## Exercise description
Wherever a line of the data contains "OutputLayerMissing", copy that line.
**** Input records
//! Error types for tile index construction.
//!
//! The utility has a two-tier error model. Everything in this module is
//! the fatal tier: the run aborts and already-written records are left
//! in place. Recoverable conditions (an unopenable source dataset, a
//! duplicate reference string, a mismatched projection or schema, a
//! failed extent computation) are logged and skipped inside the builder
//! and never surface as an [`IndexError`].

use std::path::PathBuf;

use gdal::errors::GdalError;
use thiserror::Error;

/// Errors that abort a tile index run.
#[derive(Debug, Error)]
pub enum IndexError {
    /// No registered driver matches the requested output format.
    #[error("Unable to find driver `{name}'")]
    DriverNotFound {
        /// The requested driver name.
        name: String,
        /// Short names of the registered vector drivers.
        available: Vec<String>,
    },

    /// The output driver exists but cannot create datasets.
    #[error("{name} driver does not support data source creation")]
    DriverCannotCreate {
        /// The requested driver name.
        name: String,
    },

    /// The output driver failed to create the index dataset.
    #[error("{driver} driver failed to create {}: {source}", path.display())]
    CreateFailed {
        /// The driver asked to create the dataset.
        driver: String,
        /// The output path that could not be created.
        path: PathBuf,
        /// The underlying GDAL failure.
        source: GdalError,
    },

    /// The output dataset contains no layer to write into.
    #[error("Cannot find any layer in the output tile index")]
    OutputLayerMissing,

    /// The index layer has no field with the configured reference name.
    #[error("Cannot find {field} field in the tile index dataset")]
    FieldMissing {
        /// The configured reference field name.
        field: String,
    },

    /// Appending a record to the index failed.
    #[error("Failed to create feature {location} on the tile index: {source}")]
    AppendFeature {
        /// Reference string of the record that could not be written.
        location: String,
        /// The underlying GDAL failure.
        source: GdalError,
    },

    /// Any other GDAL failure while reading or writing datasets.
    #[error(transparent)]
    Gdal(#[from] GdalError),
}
********
**** Input records
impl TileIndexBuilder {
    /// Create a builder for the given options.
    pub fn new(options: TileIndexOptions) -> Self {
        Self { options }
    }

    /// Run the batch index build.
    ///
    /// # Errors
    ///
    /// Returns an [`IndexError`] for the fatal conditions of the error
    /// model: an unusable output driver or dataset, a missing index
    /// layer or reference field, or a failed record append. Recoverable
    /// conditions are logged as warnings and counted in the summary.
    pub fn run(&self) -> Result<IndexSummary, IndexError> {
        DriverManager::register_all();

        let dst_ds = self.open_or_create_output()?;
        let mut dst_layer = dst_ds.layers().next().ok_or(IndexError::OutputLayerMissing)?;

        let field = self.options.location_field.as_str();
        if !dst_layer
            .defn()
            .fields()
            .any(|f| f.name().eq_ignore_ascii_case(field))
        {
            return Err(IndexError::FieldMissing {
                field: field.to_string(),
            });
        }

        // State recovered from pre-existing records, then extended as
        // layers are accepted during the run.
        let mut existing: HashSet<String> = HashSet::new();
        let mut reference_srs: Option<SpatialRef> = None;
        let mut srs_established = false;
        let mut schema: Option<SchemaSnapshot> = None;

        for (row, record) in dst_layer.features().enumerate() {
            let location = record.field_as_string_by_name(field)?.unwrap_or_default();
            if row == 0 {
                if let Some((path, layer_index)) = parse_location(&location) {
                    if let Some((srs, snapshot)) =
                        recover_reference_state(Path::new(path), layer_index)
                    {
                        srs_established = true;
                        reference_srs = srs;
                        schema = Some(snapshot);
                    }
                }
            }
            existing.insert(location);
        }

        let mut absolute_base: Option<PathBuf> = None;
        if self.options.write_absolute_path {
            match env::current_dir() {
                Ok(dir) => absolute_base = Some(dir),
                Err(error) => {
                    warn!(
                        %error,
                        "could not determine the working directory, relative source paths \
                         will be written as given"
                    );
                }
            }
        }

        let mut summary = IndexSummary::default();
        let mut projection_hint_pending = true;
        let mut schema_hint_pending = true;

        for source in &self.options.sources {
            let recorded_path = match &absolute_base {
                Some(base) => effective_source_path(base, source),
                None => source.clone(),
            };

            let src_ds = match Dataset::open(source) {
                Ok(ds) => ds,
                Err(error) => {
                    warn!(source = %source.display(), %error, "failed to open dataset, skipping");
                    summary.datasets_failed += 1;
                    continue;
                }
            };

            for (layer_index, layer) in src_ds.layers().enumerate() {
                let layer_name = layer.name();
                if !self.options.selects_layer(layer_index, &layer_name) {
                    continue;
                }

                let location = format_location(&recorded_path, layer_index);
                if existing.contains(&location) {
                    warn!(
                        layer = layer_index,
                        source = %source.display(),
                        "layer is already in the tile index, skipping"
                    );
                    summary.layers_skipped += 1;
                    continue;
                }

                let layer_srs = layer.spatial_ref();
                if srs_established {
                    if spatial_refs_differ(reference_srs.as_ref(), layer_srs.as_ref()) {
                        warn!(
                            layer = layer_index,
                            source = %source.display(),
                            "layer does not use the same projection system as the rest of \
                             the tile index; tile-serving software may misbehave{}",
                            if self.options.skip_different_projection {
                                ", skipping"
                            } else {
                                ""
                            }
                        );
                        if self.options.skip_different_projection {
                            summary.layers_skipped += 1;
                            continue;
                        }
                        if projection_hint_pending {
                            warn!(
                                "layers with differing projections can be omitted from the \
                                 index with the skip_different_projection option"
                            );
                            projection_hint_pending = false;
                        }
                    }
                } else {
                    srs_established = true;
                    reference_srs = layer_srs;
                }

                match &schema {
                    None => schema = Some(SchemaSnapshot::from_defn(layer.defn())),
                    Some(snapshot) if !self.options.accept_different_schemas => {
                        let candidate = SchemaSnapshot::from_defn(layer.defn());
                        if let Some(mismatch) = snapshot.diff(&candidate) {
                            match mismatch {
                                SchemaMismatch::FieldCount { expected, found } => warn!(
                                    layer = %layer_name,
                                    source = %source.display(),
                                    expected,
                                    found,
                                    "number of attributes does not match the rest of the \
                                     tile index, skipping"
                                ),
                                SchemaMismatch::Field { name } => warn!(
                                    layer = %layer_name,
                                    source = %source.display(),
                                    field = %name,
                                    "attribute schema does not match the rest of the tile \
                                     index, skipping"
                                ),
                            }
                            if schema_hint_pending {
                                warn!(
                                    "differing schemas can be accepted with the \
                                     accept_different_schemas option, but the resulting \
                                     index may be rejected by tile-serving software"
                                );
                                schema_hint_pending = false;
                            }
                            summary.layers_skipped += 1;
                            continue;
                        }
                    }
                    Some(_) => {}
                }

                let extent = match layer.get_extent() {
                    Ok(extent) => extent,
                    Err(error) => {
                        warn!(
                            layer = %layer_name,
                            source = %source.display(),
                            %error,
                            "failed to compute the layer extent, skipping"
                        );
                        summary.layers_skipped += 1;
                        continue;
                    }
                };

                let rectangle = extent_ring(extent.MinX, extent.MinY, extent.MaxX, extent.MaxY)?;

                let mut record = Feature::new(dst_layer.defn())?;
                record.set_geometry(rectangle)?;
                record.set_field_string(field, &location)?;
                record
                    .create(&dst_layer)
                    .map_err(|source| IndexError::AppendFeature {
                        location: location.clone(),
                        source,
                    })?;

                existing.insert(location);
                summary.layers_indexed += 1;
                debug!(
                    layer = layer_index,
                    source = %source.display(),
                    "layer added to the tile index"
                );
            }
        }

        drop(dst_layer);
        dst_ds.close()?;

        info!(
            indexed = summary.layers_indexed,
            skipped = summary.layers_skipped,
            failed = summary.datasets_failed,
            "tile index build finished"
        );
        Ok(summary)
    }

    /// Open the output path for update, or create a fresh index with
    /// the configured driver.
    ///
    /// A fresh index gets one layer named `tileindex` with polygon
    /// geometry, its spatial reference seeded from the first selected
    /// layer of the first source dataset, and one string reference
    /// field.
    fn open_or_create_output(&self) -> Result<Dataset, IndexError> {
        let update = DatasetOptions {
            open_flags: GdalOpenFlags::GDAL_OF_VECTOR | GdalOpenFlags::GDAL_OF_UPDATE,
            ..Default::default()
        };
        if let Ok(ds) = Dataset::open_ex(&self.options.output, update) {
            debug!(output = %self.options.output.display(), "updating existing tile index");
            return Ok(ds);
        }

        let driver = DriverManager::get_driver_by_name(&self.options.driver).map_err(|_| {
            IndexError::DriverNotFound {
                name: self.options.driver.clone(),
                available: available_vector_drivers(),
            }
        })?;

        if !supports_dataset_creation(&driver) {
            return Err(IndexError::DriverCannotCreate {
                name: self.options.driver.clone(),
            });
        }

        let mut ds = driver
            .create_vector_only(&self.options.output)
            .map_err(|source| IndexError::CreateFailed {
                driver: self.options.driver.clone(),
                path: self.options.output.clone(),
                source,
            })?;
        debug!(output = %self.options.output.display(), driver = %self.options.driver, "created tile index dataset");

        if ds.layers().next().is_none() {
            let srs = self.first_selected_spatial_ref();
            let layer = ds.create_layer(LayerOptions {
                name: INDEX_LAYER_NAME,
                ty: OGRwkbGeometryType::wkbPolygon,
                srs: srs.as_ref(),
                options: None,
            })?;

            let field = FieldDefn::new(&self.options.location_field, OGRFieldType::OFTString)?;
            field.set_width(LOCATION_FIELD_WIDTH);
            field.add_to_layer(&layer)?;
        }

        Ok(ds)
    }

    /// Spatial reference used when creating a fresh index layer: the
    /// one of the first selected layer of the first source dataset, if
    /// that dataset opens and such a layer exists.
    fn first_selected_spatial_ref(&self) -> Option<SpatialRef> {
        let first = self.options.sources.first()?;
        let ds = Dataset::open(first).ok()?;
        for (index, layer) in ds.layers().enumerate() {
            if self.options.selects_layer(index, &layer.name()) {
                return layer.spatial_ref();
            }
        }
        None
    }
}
********
## Reply to the task
    OutputLayerMissing,
        let mut dst_layer = dst_ds.layers().next().ok_or(IndexError::OutputLayerMissing)?;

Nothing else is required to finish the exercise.